• [ASSIGNED TASK]
Examine the records below. Report how many of their lines contain the word "BTreeMap", with no other content.

(Saved data entries)
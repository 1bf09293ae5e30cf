use crate::error::LookupError;

/// One matched entry, decompressed and decoded.
#[derive(Debug, Clone)]
pub struct Article {
    pub text: String,
}

/// Lazy sequence of search results.
///
/// Finite, bounded by the actual matches, not restartable. Callers may
/// drop it early; nothing past the consumed articles is materialized.
pub type ArticleIter<'a> = Box<dyn Iterator<Item = Result<Article, LookupError>> + 'a>;

/// Prefix-search operations over one opened dictionary
pub trait Dictionary: Send + Sync {
    /// The dictionary's self-described display name, if it carries one.
    fn name(&self) -> Option<&str>;

    /// All articles whose headword starts with `query`, in the
    /// dictionary's native sort order, produced one at a time.
    fn find_prefix<'a>(&'a self, query: &str) -> ArticleIter<'a>;
}
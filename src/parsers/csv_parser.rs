use csv::{ReaderBuilder, StringRecord};
use log::{debug, info, warn};
use std::collections::HashMap;
use std::fs::File;
use std::io::Read;
use std::path::Path;

use crate::data_models::{CleanReading, Pollutant, PollutantValues, RawReading};
use crate::errors::ParseError;
use crate::models::SensorValue;
use crate::utils::{floor_to_hour, parse_timestamp};

pub const STATION_ID_COL: &str = "stationId";
pub const STATION_NAME_COL: &str = "stationName";
pub const TIME_COL: &str = "getTime";

const UTF8_BOM: char = '\u{feff}';

/// Raw crawler table plus the pollutant columns its header carries.
#[derive(Debug, Default)]
pub struct RawTable {
    pub readings: Vec<RawReading>,
    pub pollutants: Vec<Pollutant>,
    pub skipped_records: usize,
}

/// A previously written clean table.
#[derive(Debug, Default)]
pub struct CleanTable {
    pub readings: Vec<CleanReading>,
    pub pollutants: Vec<Pollutant>,
    pub skipped_records: usize,
}

impl CleanTable {
    /// Pollutant columns holding at least one value in this batch.
    pub fn populated_pollutants(&self) -> Vec<Pollutant> {
        self.pollutants
            .iter()
            .copied()
            .filter(|&p| self.readings.iter().any(|r| r.values.get(p).is_some()))
            .collect()
    }
}

/// Header name -> column index, with a leading BOM and padding removed.
struct HeaderIndex {
    columns: HashMap<String, usize>,
    names: Vec<String>,
}

impl HeaderIndex {
    fn from_record(headers: &StringRecord) -> Self {
        let names: Vec<String> = headers
            .iter()
            .map(|h| h.trim_start_matches(UTF8_BOM).trim().to_string())
            .collect();
        let mut columns = HashMap::new();
        for (index, name) in names.iter().enumerate() {
            // First occurrence wins on duplicated headers.
            columns.entry(name.clone()).or_insert(index);
        }
        Self { columns, names }
    }

    fn require(&self, column: &str, path: &Path) -> Result<usize, ParseError> {
        self.columns.get(column).copied().ok_or_else(|| ParseError::MissingColumn {
            path: path.to_path_buf(),
            column: column.to_string(),
        })
    }

    /// Pollutant columns present in this table, in canonical order.
    fn pollutants(&self) -> Vec<(Pollutant, usize)> {
        Pollutant::ALL
            .into_iter()
            .filter_map(|p| self.columns.get(p.column_name()).map(|&i| (p, i)))
            .collect()
    }
}

fn open_reader<R: Read>(source: R, delimiter: u8) -> csv::Reader<R> {
    ReaderBuilder::new()
        .delimiter(delimiter)
        .has_headers(true)
        .flexible(true)
        .from_reader(source)
}

// Missing trailing fields read as empty, which the callers treat as absent.
fn field<'r>(record: &'r StringRecord, index: usize) -> &'r str {
    record.get(index).unwrap_or("")
}

/// Reads the crawler's raw table from disk.
pub fn read_raw_table(path: &Path, delimiter: u8, null_markers: &[String]) -> Result<RawTable, ParseError> {
    let file = File::open(path).map_err(|e| ParseError::IoError {
        path: path.to_path_buf(),
        source: e,
    })?;
    let table = read_raw_from(file, path, delimiter, null_markers)?;
    info!(
        "Read {} raw rows from {} ({} pollutant columns: {})",
        table.readings.len(),
        path.display(),
        table.pollutants.len(),
        join_columns(&table.pollutants)
    );
    Ok(table)
}

/// Reads a raw table from any reader; `path` is only used in messages.
pub fn read_raw_from<R: Read>(
    source: R,
    path: &Path,
    delimiter: u8,
    null_markers: &[String],
) -> Result<RawTable, ParseError> {
    let mut reader = open_reader(source, delimiter);
    let headers = reader
        .headers()
        .map_err(|e| ParseError::HeaderReadError {
            path: path.to_path_buf(),
            source: e,
        })?
        .clone();
    let header = HeaderIndex::from_record(&headers);

    let id_idx = header.require(STATION_ID_COL, path)?;
    let name_idx = header.require(STATION_NAME_COL, path)?;
    let time_idx = header.require(TIME_COL, path)?;
    let pollutants: Vec<Pollutant> = header.pollutants().into_iter().map(|(p, _)| p).collect();
    if pollutants.is_empty() {
        return Err(ParseError::NoPollutantColumns { path: path.to_path_buf() });
    }

    let sensor_columns: Vec<(usize, &String)> = header
        .names
        .iter()
        .enumerate()
        .filter(|(i, _)| ![id_idx, name_idx, time_idx].contains(i))
        .filter(|(i, name)| header.columns.get(name.as_str()) == Some(i))
        .collect();

    let mut readings = Vec::new();
    let mut skipped_records = 0;
    for (row_index, result) in reader.records().enumerate() {
        let record = match result {
            Ok(r) => r,
            Err(e) => {
                warn!("Failed to read record at row {} in {}: {}", row_index + 2, path.display(), e);
                skipped_records += 1;
                continue;
            }
        };

        let mut sensors = HashMap::with_capacity(sensor_columns.len());
        for &(index, name) in &sensor_columns {
            let value = SensorValue::from_field(field(&record, index), null_markers);
            if !value.is_empty() {
                sensors.insert(name.clone(), value);
            }
        }

        readings.push(RawReading {
            station_id: field(&record, id_idx).trim().to_string(),
            station_name: field(&record, name_idx).trim().to_string(),
            get_time: field(&record, time_idx).trim().to_string(),
            sensors,
        });
    }

    Ok(RawTable {
        readings,
        pollutants,
        skipped_records,
    })
}

/// Reads a clean table written by an earlier `clean` run.
pub fn read_clean_table(
    path: &Path,
    delimiter: u8,
    timestamp_formats: &[String],
) -> Result<CleanTable, ParseError> {
    let file = File::open(path).map_err(|e| ParseError::IoError {
        path: path.to_path_buf(),
        source: e,
    })?;
    let table = read_clean_from(file, path, delimiter, timestamp_formats)?;
    info!(
        "Read {} clean rows from {} (pollutant columns: {})",
        table.readings.len(),
        path.display(),
        join_columns(&table.pollutants)
    );
    Ok(table)
}

/// Rows with an unreadable timestamp are skipped rather than failing the
/// whole table; values are taken as written.
pub fn read_clean_from<R: Read>(
    source: R,
    path: &Path,
    delimiter: u8,
    timestamp_formats: &[String],
) -> Result<CleanTable, ParseError> {
    let mut reader = open_reader(source, delimiter);
    let headers = reader
        .headers()
        .map_err(|e| ParseError::HeaderReadError {
            path: path.to_path_buf(),
            source: e,
        })?
        .clone();
    let header = HeaderIndex::from_record(&headers);

    let id_idx = header.require(STATION_ID_COL, path)?;
    let name_idx = header.require(STATION_NAME_COL, path)?;
    let time_idx = header.require(TIME_COL, path)?;
    let pollutant_columns = header.pollutants();
    if pollutant_columns.is_empty() {
        return Err(ParseError::NoPollutantColumns { path: path.to_path_buf() });
    }

    let mut readings = Vec::new();
    let mut skipped_records = 0;
    for (row_index, result) in reader.records().enumerate() {
        let row_num = row_index + 2;
        let record = match result {
            Ok(r) => r,
            Err(e) => {
                warn!("Failed to read record at row {} in {}: {}", row_num, path.display(), e);
                skipped_records += 1;
                continue;
            }
        };

        let Some(get_time) = parse_timestamp(field(&record, time_idx), timestamp_formats).and_then(floor_to_hour)
        else {
            debug!("Skipping row {} in {}: unreadable getTime", row_num, path.display());
            skipped_records += 1;
            continue;
        };

        let mut values = PollutantValues::new();
        for &(pollutant, index) in &pollutant_columns {
            let value = field(&record, index).trim();
            if !value.is_empty() {
                values.set(pollutant, value.parse::<f64>().ok().filter(|v| v.is_finite()));
            }
        }

        readings.push(CleanReading {
            station_id: field(&record, id_idx).trim().to_string(),
            station_name: field(&record, name_idx).trim().to_string(),
            get_time,
            values,
        });
    }

    Ok(CleanTable {
        readings,
        pollutants: pollutant_columns.into_iter().map(|(p, _)| p).collect(),
        skipped_records,
    })
}

fn join_columns(pollutants: &[Pollutant]) -> String {
    pollutants
        .iter()
        .map(|p| p.column_name())
        .collect::<Vec<_>>()
        .join(", ")
}
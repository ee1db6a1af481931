use std::io;
use std::path::PathBuf;
use thiserror::Error;

use crate::data_models::Pollutant;

#[derive(Error, Debug)]
pub enum ConfigError {
    #[error("IO error reading config file {path}: {source}")]
    IoError {
        path: PathBuf,
        #[source]
        source: io::Error,
    },
    #[error("Failed to parse JSON configuration in {path}: {source}")]
    JsonParseError {
        path: PathBuf,
        #[source]
        source: serde_json::Error,
    },
    #[error("Configuration file not found at {path}")]
    NotFound { path: PathBuf },
    #[error("Invalid configuration value for '{field}': {message}")]
    Invalid { field: String, message: String },
}

/// Table-level read failures. Row-level junk never ends up here; it degrades
/// to absent values inside the normalizer.
#[derive(Error, Debug)]
pub enum ParseError {
    #[error("IO error reading data file {path}: {source}")]
    IoError {
        path: PathBuf,
        #[source]
        source: io::Error,
    },
    #[error("Error reading CSV headers in {path}: {source}")]
    HeaderReadError {
        path: PathBuf,
        #[source]
        source: csv::Error,
    },
    #[error("Required column '{column}' missing from {path}")]
    MissingColumn { path: PathBuf, column: String },
    #[error("No pollutant columns found in {path}")]
    NoPollutantColumns { path: PathBuf },
}

#[derive(Error, Debug)]
pub enum PipelineError {
    #[error("Configuration parsing failed: {0}")]
    ConfigParse(#[from] ConfigError),
    #[error("Parsing failed: {0}")]
    Parse(#[from] ParseError),
    #[error("Failed to write {path}: {source}")]
    Write {
        path: PathBuf,
        #[source]
        source: csv::Error,
    },
    #[error("Invalid breakpoint table for {pollutant}: {message}")]
    InvalidBreakpoints { pollutant: Pollutant, message: String },
    #[error("AQI value {0} cannot be classified")]
    InvalidAqi(f64),
    #[error("Failed to build worker pool: {0}")]
    ThreadPool(String),
}
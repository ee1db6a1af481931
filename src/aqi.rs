use indicatif::ProgressBar;
use rayon::prelude::*;

use crate::breakpoints::BreakpointTable;
use crate::data_models::{AqiResult, CleanReading, Level, Pollutant, PollutantValues};
use crate::errors::PipelineError;

/// Turns clean readings into sub-indices, an overall index and a level.
#[derive(Debug, Clone, Default)]
pub struct AqiEngine {
    table: BreakpointTable,
}

impl AqiEngine {
    pub fn new(table: BreakpointTable) -> Self {
        Self { table }
    }

    pub fn table(&self) -> &BreakpointTable {
        &self.table
    }

    /// Linear interpolation inside the matching breakpoint segment.
    pub fn compute_sub_index(&self, pollutant: Pollutant, concentration: Option<f64>) -> Option<f64> {
        let c = concentration?;
        let s = self.table.lookup(pollutant, c)?;
        // Pin the upper edge so c_high maps to exactly i_high.
        if c == s.c_high {
            return Some(s.i_high);
        }
        Some(s.i_low + (s.i_high - s.i_low) / (s.c_high - s.c_low) * (c - s.c_low))
    }

    /// The worst pollutant drives the index.
    pub fn compute_overall(sub_indices: &PollutantValues) -> Option<f64> {
        sub_indices.present().map(|(_, v)| v).reduce(f64::max)
    }

    pub fn classify(aqi: f64) -> Result<Level, PipelineError> {
        if aqi.is_nan() || aqi < 0.0 {
            return Err(PipelineError::InvalidAqi(aqi));
        }
        let level = if aqi <= 50.0 {
            Level::Good
        } else if aqi <= 100.0 {
            Level::Moderate
        } else if aqi <= 150.0 {
            Level::UnhealthyForSensitive
        } else if aqi <= 200.0 {
            Level::Unhealthy
        } else if aqi <= 300.0 {
            Level::VeryUnhealthy
        } else {
            Level::Hazardous
        };
        Ok(level)
    }

    /// Computes sub-indices for the given pollutant columns only; the others
    /// stay absent even when the reading carries a value.
    pub fn compute(&self, reading: &CleanReading, pollutants: &[Pollutant]) -> Result<AqiResult, PipelineError> {
        let mut sub_indices = PollutantValues::new();
        for &pollutant in pollutants {
            sub_indices.set(pollutant, self.compute_sub_index(pollutant, reading.values.get(pollutant)));
        }
        let aqi = Self::compute_overall(&sub_indices);
        let level = aqi.map(Self::classify).transpose()?;
        Ok(AqiResult {
            reading: reading.clone(),
            sub_indices,
            aqi,
            level,
        })
    }

    /// Batch form of [`AqiEngine::compute`]. Rows are independent, so the work
    /// is spread over the rayon pool; output keeps input order.
    pub fn compute_all(&self, readings: &[CleanReading], pollutants: &[Pollutant]) -> Result<Vec<AqiResult>, PipelineError> {
        self.compute_all_with_progress(readings, pollutants, &ProgressBar::hidden())
    }

    /// Same as [`AqiEngine::compute_all`], advancing `progress` once per row.
    pub fn compute_all_with_progress(
        &self,
        readings: &[CleanReading],
        pollutants: &[Pollutant],
        progress: &ProgressBar,
    ) -> Result<Vec<AqiResult>, PipelineError> {
        readings
            .par_iter()
            .map(|reading| {
                let result = self.compute(reading, pollutants);
                progress.inc(1);
                result
            })
            .collect()
    }
}
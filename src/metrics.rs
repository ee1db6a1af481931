use once_cell::sync::Lazy;
use parking_lot::Mutex;
use std::collections::BTreeMap;
use std::time::{Duration, Instant};

use crate::data_models::{AqiResult, Level};
use crate::normalizer::NormalizeStats;

/// Global metrics instance
pub static METRICS: Lazy<Mutex<Metrics>> = Lazy::new(|| Mutex::new(Metrics::new()));

/// Run-level counters, filled in by the pipeline driver.
#[derive(Debug, Default)]
pub struct Metrics {
    pub raw_rows_read: u64,
    pub raw_records_skipped: u64,
    pub rows_dropped_bad_timestamp: u64,
    pub rows_dropped_no_pollutant: u64,
    pub clean_rows_written: u64,
    pub clean_rows_read: u64,
    pub result_rows_written: u64,
    pub results_without_aqi: u64,
    pub level_counts: BTreeMap<Level, u64>,
    pub processing_times: Vec<(String, Duration)>,
    pub start_time: Option<Instant>,
}

impl Metrics {
    pub fn new() -> Self {
        Self {
            start_time: Some(Instant::now()),
            ..Default::default()
        }
    }

    pub fn reset(&mut self) {
        *self = Self::new();
    }

    pub fn record_raw_read(&mut self, rows: usize, skipped: usize) {
        self.raw_rows_read += rows as u64;
        self.raw_records_skipped += skipped as u64;
    }

    pub fn record_normalize(&mut self, stats: &NormalizeStats) {
        self.rows_dropped_bad_timestamp += stats.dropped_bad_timestamp as u64;
        self.rows_dropped_no_pollutant += stats.dropped_no_pollutant as u64;
    }

    pub fn record_clean_written(&mut self, rows: usize) {
        self.clean_rows_written += rows as u64;
    }

    pub fn record_clean_read(&mut self, rows: usize) {
        self.clean_rows_read += rows as u64;
    }

    pub fn record_results(&mut self, results: &[AqiResult]) {
        self.result_rows_written += results.len() as u64;
        for result in results {
            match result.level {
                Some(level) => *self.level_counts.entry(level).or_insert(0) += 1,
                None => self.results_without_aqi += 1,
            }
        }
    }

    pub fn record_processing_time(&mut self, operation: String, duration: Duration) {
        self.processing_times.push((operation, duration));
    }

    pub fn get_total_duration(&self) -> Duration {
        self.start_time
            .map(|start| start.elapsed())
            .unwrap_or_default()
    }

    pub fn print_summary(&self) {
        let duration = self.get_total_duration();
        println!("\n========== AQI Pipeline Summary ==========");
        println!("Total Duration: {:.2?}", duration);
        if self.raw_rows_read > 0 || self.raw_records_skipped > 0 {
            println!("Raw Rows Read: {}", self.raw_rows_read);
            println!("Unreadable Records Skipped: {}", self.raw_records_skipped);
            println!("Dropped (bad timestamp): {}", self.rows_dropped_bad_timestamp);
            println!("Dropped (no valid pollutant): {}", self.rows_dropped_no_pollutant);
            println!("Clean Rows Written: {}", self.clean_rows_written);
        }
        if self.clean_rows_read > 0 || self.result_rows_written > 0 {
            println!("Clean Rows Read: {}", self.clean_rows_read);
            println!("AQI Rows Written: {}", self.result_rows_written);
            println!("Rows Without AQI: {}", self.results_without_aqi);
            for level in Level::ALL {
                let count = self.level_counts.get(&level).copied().unwrap_or(0);
                println!("  {:<24} {}", level.label(), count);
            }
        }

        if !self.processing_times.is_empty() {
            println!("\nProcessing Times:");
            for (op, duration) in &self.processing_times {
                println!("  {}: {:.2?}", op, duration);
            }
        }
        println!("==========================================\n");
    }
}

/// Helper macro to time an operation
#[macro_export]
macro_rules! time_operation {
    ($name:expr, $op:expr) => {{
        let start = std::time::Instant::now();
        let result = $op;
        let duration = start.elapsed();
        $crate::metrics::METRICS
            .lock()
            .record_processing_time($name.to_string(), duration);
        result
    }};
}

#[cfg(test)]
mod tests {
    use super::*;
    use crate::data_models::{CleanReading, PollutantValues};
    use chrono::NaiveDate;

    fn result(level: Option<Level>) -> AqiResult {
        AqiResult {
            reading: CleanReading {
                station_id: "1".to_string(),
                station_name: "A".to_string(),
                get_time: NaiveDate::from_ymd_opt(2024, 1, 1).unwrap().and_hms_opt(0, 0, 0).unwrap(),
                values: PollutantValues::new(),
            },
            sub_indices: PollutantValues::new(),
            aqi: level.map(|_| 42.0),
            level,
        }
    }

    #[test]
    fn test_level_histogram() {
        let mut metrics = Metrics::new();
        metrics.record_results(&[
            result(Some(Level::Good)),
            result(Some(Level::Good)),
            result(Some(Level::Hazardous)),
            result(None),
        ]);
        assert_eq!(metrics.result_rows_written, 4);
        assert_eq!(metrics.results_without_aqi, 1);
        assert_eq!(metrics.level_counts[&Level::Good], 2);
        assert_eq!(metrics.level_counts[&Level::Hazardous], 1);
    }

    #[test]
    fn test_normalize_counters_accumulate() {
        let mut metrics = Metrics::new();
        let stats = NormalizeStats {
            dropped_bad_timestamp: 3,
            dropped_no_pollutant: 2,
            ..Default::default()
        };
        metrics.record_normalize(&stats);
        metrics.record_normalize(&stats);
        assert_eq!(metrics.rows_dropped_bad_timestamp, 6);
        assert_eq!(metrics.rows_dropped_no_pollutant, 4);
    }
}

• [EXERCISE SOLUTION]
2